Cukup berat melahirkan pemimpin visioner di tengah kemajuan era digital yang segalanya semakin mudah dicari lewat internet dan gadget. Sangat berbeda dengan generasi sebelumnya (generasi Y), internet sangat mempengaruhi anak-anak generasi saat ini, yakni generasi Z, seperti Tifani, dalam mengkonsumsi dan mengolah informasi.
Teknologi internet dan gadget membuat mereka lebih sigap dan mandiri menggali informasi. Jika generasi sebelumnya harus duduk berlama-lama di perpustakaan hanya demi mencari satu paragraf informasi yang dibutuhkan, generasi saat ini cukup membuka gadget dan internet untuk membaca segudang informasi, meski itu hanya dari kamar tidurnya.

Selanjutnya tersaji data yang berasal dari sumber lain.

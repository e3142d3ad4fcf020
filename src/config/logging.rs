//! Logging configuration.

use super::parse::env_or;
use super::ConfigError;

/// Filter used when neither `LOG_LEVEL` nor `RUST_LOG` is usable.
const DEFAULT_FILTER: &str = "emit=info";

/// Levels accepted by `LOG_LEVEL`.
const LEVELS: [&str; 5] = ["trace", "debug", "info", "warn", "error"];

/// Logging configuration loaded from environment.
#[derive(Clone, Debug)]
pub struct LoggingConfig {
    /// `tracing_subscriber::EnvFilter` directive string.
    pub filter: String,
    /// Service name written to the `ctx` of every log line.
    pub service_name: String,
    /// Unrecognized `LOG_LEVEL` value, reported once logging is up.
    pub rejected_level: Option<String>,
}

impl LoggingConfig {
    /// Load from `LOG_LEVEL`, `RUST_LOG` and `SERVICE_NAME`.
    ///
    /// `LOG_LEVEL` (a bare level, applied to this crate) beats `RUST_LOG`
    /// (full filter syntax); both missing means `emit=info`.
    pub fn from_env() -> Result<Self, ConfigError> {
        let log_level = std::env::var("LOG_LEVEL").ok();
        let rust_log = std::env::var("RUST_LOG").ok();
        let (filter, rejected_level) = filter_from(log_level.as_deref(), rust_log.as_deref());

        Ok(Self {
            filter,
            service_name: env_or("SERVICE_NAME", "emit"),
            rejected_level,
        })
    }
}

impl Default for LoggingConfig {
    fn default() -> Self {
        Self {
            filter: DEFAULT_FILTER.to_string(),
            service_name: "emit".to_string(),
            rejected_level: None,
        }
    }
}

/// Pick the filter directive; also returns a `LOG_LEVEL` that was ignored.
fn filter_from(log_level: Option<&str>, rust_log: Option<&str>) -> (String, Option<String>) {
    let mut rejected = None;

    if let Some(level) = log_level {
        let level = level.to_lowercase();
        if LEVELS.contains(&level.as_str()) {
            return (format!("emit={}", level), None);
        }
        rejected = Some(level);
    }

    let filter = rust_log
        .filter(|f| !f.is_empty())
        .unwrap_or(DEFAULT_FILTER)
        .to_string();
    (filter, rejected)
}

Kemudahan tersebut membuat generasi saat ini jadi tergantung dengan gadget dan internet. Mereka lebih "terjaga" dengan informasi yang datang silih berganti begitu mudah, cepat, serta massif. Tak ada informasi terlewatkan setiap hari.

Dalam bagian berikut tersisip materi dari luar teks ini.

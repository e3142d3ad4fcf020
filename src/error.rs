//! Error types for response sinks.
//!
//! The builder itself never returns these: they are produced by
//! [`ResponseSink`](crate::ResponseSink) implementations and absorbed (and
//! logged) by the builder.

use std::fmt;

/// Errors raised while handing response metadata or bytes to a sink.
#[derive(Debug)]
pub enum Error {
    /// Header name or value the sink cannot represent.
    InvalidHeader { name: String, reason: String },

    /// Cookie that cannot be written as a `Set-Cookie` entry.
    InvalidCookie(String),

    /// Status code outside the range the transport accepts.
    InvalidStatus(u16),

    /// I/O error.
    Io(std::io::Error),
}

impl fmt::Display for Error {
    fn fmt(&self, f: &mut fmt::Formatter<'_>) -> fmt::Result {
        match self {
            Error::InvalidHeader { name, reason } => {
                write!(f, "invalid header '{}': {}", name, reason)
            }
            Error::InvalidCookie(msg) => write!(f, "invalid cookie: {}", msg),
            Error::InvalidStatus(code) => write!(f, "invalid status code: {}", code),
            Error::Io(e) => write!(f, "I/O error: {}", e),
        }
    }
}

impl std::error::Error for Error {
    fn source(&self) -> Option<&(dyn std::error::Error + 'static)> {
        match self {
            Error::Io(e) => Some(e),
            _ => None,
        }
    }
}

impl From<std::io::Error> for Error {
    fn from(e: std::io::Error) -> Self {
        Error::Io(e)
    }
}

/// Result type alias for sink operations.
pub type Result<T> = std::result::Result<T, Error>;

Di tengah dinamika kehidupan yang serba mudah itulah perlu upaya komprehensif untuk mencetak bibit-bibit yang tidak lagi hanya bertumpu pada aspek kemandirian dan bahkan kedisiplinan, tetapi juga jiwa visioner dan cakap secara intelegensia maupun emosional untuk membawa perubahan.
Maka itulah, menurut Laksmi Lestari, Program Associate Bakti Pendidikan Djarum Foundation, salah satu upaya yang dilakukannya adalah menghadirkan para praktisi untuk membekali mereka dengan beragam bekal soft skills mumpuni. Mereka digembleng oleh Margareta Astaman (Effective Written Communication), Riko Anggara (Effective Oral Communication), serta motivator James Gwee (Motivating Others serta What Leaders Do).
Untuk mencapai tujuan itu, lanjut Laksmi, leadership development hanya satu dari sekian banyak materi soft skills yang diberikan kepada para mahasiswa peraih Beswan Djarum. Beberapa di antaranya adalah Community Empowerment yang memberikan kesempatan bagi mahasiswa untuk melakukan perubahan di masyarakat, Writing & Vlog Competition serta International Exposure yang diberikan setelah para mahasiswa itu mendapat pelatihan Character Building.
Penulis dan esais Margareta Astaman menyatakan sepakat dengan Laksmi. Menurut dia, para mahasiswa itu adalah anak-anak muda yang dalam 10-20 tahun dari sekarang akan menjadi pemimpin di bidang kerja masing-masing sehingga harus bisa mengkomunikasikan visi mereka secara tepat.